Dans ce cadre, le problème de la communication est grave; seules, des déclarations négatives exposant avec clarté ce que nous refusons peuvent le résoudre et l'homme du XXe siècle comprendra alors ce que nous affirmons. De plus, au temps de la synthèse, personne ne prendra au sérieux des déclarations sur la vérité, si nos actes ne témoignent pas concrètement de la cohérence du système de l'antithèse. En effet, en un temps où tout est relatif, comment s'attendre à ce que la doctrine "évangélique" ait un sens pour la culture environnante, ou même pour les enfants de l'Eglise, puisque l'enseignement et l'évangélisation qui y correspondent ne pourront être perçus que dans le système de pensée de la synthèse propre au XXe siècle? Autrement dit, si l'importance de la vérité n'est pas clairement comprise, et si cette vérité n'est pas, même si cela coûte réellement, mise en pratique, notre témoignage et notre évangélisation n'auront aucun sens pour nos contemporains, ni d'enracinement historique.
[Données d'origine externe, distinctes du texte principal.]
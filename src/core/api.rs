//! HTTP + WebSocket API for FallSentry
//!
//! Endpoints:
//! - GET /health - Health check
//! - GET /state - Current fall state and counters
//! - POST /samples - Feed accelerometer readings
//! - POST /location - Push a location fix
//! - POST /cancel, POST /cancel/voice - Cancel the pending alert
//! - GET|PUT /config - Detection configuration
//! - GET /contacts, PUT|DELETE /contacts/{slot} - Emergency contacts
//! - POST /alerts/manual, POST /alerts/test, GET /alerts/last - Alerts
//! - POST /monitoring - Pause / resume
//! - WS /ws - Live notices and state changes

use axum::{
    extract::{ws::{Message, WebSocket}, Path, State, WebSocketUpgrade},
    http::StatusCode,
    response::{IntoResponse, Json, Response},
    routing::{get, post, put},
    Router,
};
use serde::{Deserialize, Serialize};
use std::sync::Arc;
use tokio::sync::{broadcast, watch};
use tracing::{info, warn};

use crate::core::contacts::{ContactBook, ContactStore};
use crate::core::detector::DetectorStats;
use crate::core::monitor::FallMonitor;
use crate::core::narrator::BroadcastNarrator;
use crate::error::{MonitorError, StoreError};
use crate::types::{
    AccelReading, AlertReport, ConfigUpdate, Contact, DetectionConfig, FallState, Location,
    Notice, StateOutput,
};

/// App state
pub struct AppState {
    pub monitor: FallMonitor,
    pub contacts: Arc<ContactBook>,
    /// Source of live notices for WebSocket clients
    pub narrator: BroadcastNarrator,
}

/// Health response
#[derive(Debug, Serialize)]
pub struct HealthResponse {
    pub status: String,
    pub version: String,
    pub state: String,
}

/// State response
#[derive(Debug, Serialize)]
pub struct StateResponse {
    pub state: FallState,
    pub monitoring: bool,
    pub stats: DetectorStats,
}

/// Sample batch request
#[derive(Debug, Deserialize)]
pub struct SamplesRequest {
    pub samples: Vec<AccelReading>,
}

/// Sample batch response
#[derive(Debug, Serialize)]
pub struct SamplesResponse {
    pub outputs: Vec<StateOutput>,
    pub dropped: Vec<DroppedSample>,
}

#[derive(Debug, Serialize)]
pub struct DroppedSample {
    pub t: u64,
    pub reason: String,
}

#[derive(Debug, Serialize)]
pub struct CancelResponse {
    pub cancelled: bool,
}

#[derive(Debug, Deserialize)]
pub struct VoiceCancelRequest {
    pub text: String,
}

#[derive(Debug, Deserialize)]
pub struct MonitoringRequest {
    pub enabled: bool,
}

#[derive(Debug, Serialize)]
pub struct MonitoringResponse {
    pub enabled: bool,
}

#[derive(Debug, Serialize)]
pub struct LocationResponse {
    pub accepted: bool,
}

/// JSON error body
#[derive(Debug, Serialize)]
pub struct ErrorResponse {
    pub error: String,
}

fn error(status: StatusCode, message: impl ToString) -> Response {
    (status, Json(ErrorResponse { error: message.to_string() })).into_response()
}

/// Live update pushed over the WebSocket
#[derive(Debug, Clone, Serialize)]
#[serde(tag = "type", rename_all = "snake_case")]
pub enum LiveUpdate {
    Notice { notice: Notice, text: String },
    State { state: FallState },
}

/// Create the API router
pub fn create_router(state: Arc<AppState>) -> Router {
    Router::new()
        .route("/health", get(health))
        .route("/state", get(get_state))
        .route("/samples", post(post_samples))
        .route("/location", post(post_location))
        .route("/cancel", post(cancel))
        .route("/cancel/voice", post(cancel_voice))
        .route("/config", get(get_config).put(put_config))
        .route("/contacts", get(get_contacts))
        .route("/contacts/:slot", put(put_contact).delete(delete_contact))
        .route("/alerts/manual", post(manual_alert))
        .route("/alerts/test", post(test_alert))
        .route("/alerts/last", get(last_alert))
        .route("/monitoring", post(set_monitoring))
        .route("/ws", get(websocket_handler))
        .with_state(state)
}

/// Router plus the background task that expires free-falls when pushed
/// samples stop arriving. Must run inside a tokio runtime.
pub fn create_app(state: Arc<AppState>) -> Router {
    state.monitor.spawn_stall_watch();
    create_router(state)
}

/// Health check endpoint
async fn health(State(state): State<Arc<AppState>>) -> Json<HealthResponse> {
    Json(HealthResponse {
        status: "ok".to_string(),
        version: crate::VERSION.to_string(),
        state: state.monitor.state().name().to_string(),
    })
}

async fn get_state(State(state): State<Arc<AppState>>) -> Json<StateResponse> {
    Json(StateResponse {
        state: state.monitor.state(),
        monitoring: state.monitor.is_enabled(),
        stats: state.monitor.stats(),
    })
}

/// Feed readings in order. Anomalous samples are reported, never fatal.
async fn post_samples(
    State(state): State<Arc<AppState>>,
    Json(req): Json<SamplesRequest>,
) -> Json<SamplesResponse> {
    let mut outputs = Vec::with_capacity(req.samples.len());
    let mut dropped = Vec::new();

    for reading in req.samples {
        match state.monitor.submit(reading.to_sample()) {
            Ok(output) => outputs.push(output),
            Err(err) => dropped.push(DroppedSample {
                t: reading.timestamp_ms,
                reason: err.to_string(),
            }),
        }
    }

    Json(SamplesResponse { outputs, dropped })
}

async fn post_location(
    State(state): State<Arc<AppState>>,
    Json(location): Json<Location>,
) -> Response {
    if state.monitor.update_location(location) {
        Json(LocationResponse { accepted: true }).into_response()
    } else {
        error(StatusCode::UNPROCESSABLE_ENTITY, "coordinates out of range")
    }
}

async fn cancel(State(state): State<Arc<AppState>>) -> Json<CancelResponse> {
    Json(CancelResponse {
        cancelled: state.monitor.cancel(),
    })
}

async fn cancel_voice(
    State(state): State<Arc<AppState>>,
    Json(req): Json<VoiceCancelRequest>,
) -> Json<CancelResponse> {
    Json(CancelResponse {
        cancelled: state.monitor.cancel_by_voice(&req.text),
    })
}

async fn get_config(State(state): State<Arc<AppState>>) -> Json<DetectionConfig> {
    Json(state.monitor.config().get())
}

/// Partial update; the previous config stays when validation fails
async fn put_config(
    State(state): State<Arc<AppState>>,
    Json(update): Json<ConfigUpdate>,
) -> Response {
    match state.monitor.config().set(&update) {
        Ok(config) => Json(config).into_response(),
        Err(err) => error(StatusCode::UNPROCESSABLE_ENTITY, err),
    }
}

async fn get_contacts(State(state): State<Arc<AppState>>) -> Json<Vec<Option<Contact>>> {
    Json(state.contacts.snapshot().slots().to_vec())
}

fn store_error(err: StoreError) -> Response {
    match err {
        StoreError::NoSuchSlot(_) => error(StatusCode::NOT_FOUND, err),
        StoreError::InvalidPhone(_) => error(StatusCode::UNPROCESSABLE_ENTITY, err),
        other => {
            warn!(%other, "contact store failure");
            error(StatusCode::INTERNAL_SERVER_ERROR, other)
        }
    }
}

async fn put_contact(
    State(state): State<Arc<AppState>>,
    Path(slot): Path<usize>,
    Json(contact): Json<Contact>,
) -> Response {
    match state.contacts.set_slot(slot, contact) {
        Ok(()) => get_contacts(State(state)).await.into_response(),
        Err(err) => store_error(err),
    }
}

async fn delete_contact(State(state): State<Arc<AppState>>, Path(slot): Path<usize>) -> Response {
    match state.contacts.clear_slot(slot) {
        Ok(()) => StatusCode::NO_CONTENT.into_response(),
        Err(err) => store_error(err),
    }
}

/// Send a manual emergency alert and wait for the outcomes
async fn manual_alert(State(state): State<Arc<AppState>>) -> Response {
    let handle = match state.monitor.trigger_manual() {
        Ok(handle) => handle,
        Err(err @ MonitorError::CycleActive) => return error(StatusCode::CONFLICT, err),
        Err(err) => return error(StatusCode::SERVICE_UNAVAILABLE, err),
    };
    match handle.await {
        Ok(report) => Json(report).into_response(),
        Err(err) => error(StatusCode::INTERNAL_SERVER_ERROR, err),
    }
}

async fn test_alert(State(state): State<Arc<AppState>>) -> Json<AlertReport> {
    Json(state.monitor.send_test_alert().await)
}

async fn last_alert(State(state): State<Arc<AppState>>) -> Result<Json<AlertReport>, StatusCode> {
    state.monitor.last_report().map(Json).ok_or(StatusCode::NOT_FOUND)
}

async fn set_monitoring(
    State(state): State<Arc<AppState>>,
    Json(req): Json<MonitoringRequest>,
) -> Json<MonitoringResponse> {
    if req.enabled {
        state.monitor.resume();
    } else {
        state.monitor.pause();
    }
    Json(MonitoringResponse {
        enabled: state.monitor.is_enabled(),
    })
}

/// WebSocket handler for live updates
async fn websocket_handler(State(state): State<Arc<AppState>>, ws: WebSocketUpgrade) -> impl IntoResponse {
    let notices = state.narrator.subscribe();
    let states = state.monitor.watch_state();
    ws.on_upgrade(move |socket| handle_websocket(socket, notices, states))
}

/// Handle WebSocket connection
async fn handle_websocket(
    mut socket: WebSocket,
    mut notices: broadcast::Receiver<Notice>,
    mut states: watch::Receiver<FallState>,
) {
    loop {
        let update = tokio::select! {
            notice = notices.recv() => match notice {
                Ok(notice) => LiveUpdate::Notice { text: notice.text(), notice },
                Err(broadcast::error::RecvError::Lagged(skipped)) => {
                    warn!(skipped, "websocket client lagging");
                    continue;
                }
                Err(broadcast::error::RecvError::Closed) => break,
            },
            changed = states.changed() => match changed {
                Ok(()) => {
                    let state = *states.borrow_and_update();
                    LiveUpdate::State { state }
                }
                Err(_) => break,
            },
        };
        let json = match serde_json::to_string(&update) {
            Ok(json) => json,
            Err(err) => {
                warn!(%err, "live update not serialisable, skipped");
                continue;
            }
        };
        if socket.send(Message::Text(json)).await.is_err() {
            break;
        }
    }
}

/// Run the API server
pub async fn run_server(addr: &str, state: Arc<AppState>) -> Result<(), Box<dyn std::error::Error>> {
    let router = create_app(state);
    let listener = tokio::net::TcpListener::bind(addr).await?;
    info!(%addr, "api listening");
    println!("🛡  FallSentry API running on {}", addr);
    println!("  GET  /health             - Health check");
    println!("  GET  /state              - Fall state + counters");
    println!("  POST /samples            - Feed accelerometer readings");
    println!("  POST /location           - Push location fix");
    println!("  POST /cancel             - Cancel pending alert");
    println!("  POST /cancel/voice       - Cancel by phrase");
    println!("  GET  /config, PUT /config");
    println!("  GET  /contacts, PUT|DELETE /contacts/:slot");
    println!("  POST /alerts/manual      - Manual emergency");
    println!("  POST /alerts/test        - Test alert");
    println!("  GET  /alerts/last        - Last alert outcomes");
    println!("  POST /monitoring         - Pause / resume");
    println!("  WS   /ws                 - Live updates");
    axum::serve(listener, router).await?;
    Ok(())
}

// =============================================================================
// TESTS
// =============================================================================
Il me semble que certains "évangéliques" sont en train de détruire tous les efforts accomplis pour remettre en honneur le système de l'antithèse.

Le manque de sérieux, dont l'Eglise se départit en ce qui concerne la vérité, s'observe maintenant dans une coopération de plus en plus large; ce qui revient souvent, en pratique, à nier l'importance de la vérité doctrinale elle-même. Beaucoup d'"évangéliques" troublés, à juste titre, par la doctrine de l'Ecriture préconisée par la théologie nouvelle et par l'universalisme, et soucieux de s'y opposer, ne remontent pratiquement jamais assez loin pour tracer une frontière nette entre la vérité et l'erreur, qui soit valable aussi pour la génération suivante. Celle-ci ayant inévitablement tendance à progresser sous la direction déjà indiquée – à savoir le système de la synthèse – se rapprochera de plus en plus de la théologie nouvelle. Pour éviter cela, nous devons donc veiller à bien comprendre ce que signifie en pratique, dans la vie de l'Eglise et dans l'évangélisation, le système de l'antithèse.

Malgré (ou peut-être à cause de) notre attachement à l'évangélisation et à la coopération entre chrétiens, il peut arriver que le seul moyen de faire comprendre clairement le sérieux de ce qui est en jeu dans un service, ou dans une activité, où l'Evangile va être prêché, sera de ne pas accepter d'y participer officiellement, si des personnes dont la doctrine est notoirement opposée doivent y être invités également. A une époque où le relatif est roi, pratiquer ce que l'on croit vrai, même si cela coûte, est la seule manière de faire prendre au sérieux nos déclarations sur la vérité. La coopération et l'unité qui n'entraînent la pureté ni de la vie, ni de la doctrine sont aussi coupables et infirmes qu'une orthodoxie sans compassion et dépourvue du souci d'atteindre ceux qui sont perdus.

Il faut éviter le danger opposé. Certains de ceux qui ont lutté pour la vérité l'ont minée, non seulement parce qu'ils ne connaissent plus ni beauté, ni amour, mais aussi, en pratique, parce qu'ils ne savent plus parler avec vérité de la condition humaine.

Trop souvent, la seule antithèse que nous ayons manifestée aux yeux du monde et à ceux de nos propres enfants a été de parler ou de sainteté ou d'amour, au lieu de les considérer et de les pratiquer ensemble comme vérité opposée à ce qui est faux dans la théologie, dans l'Eglise et dans la culture environnante.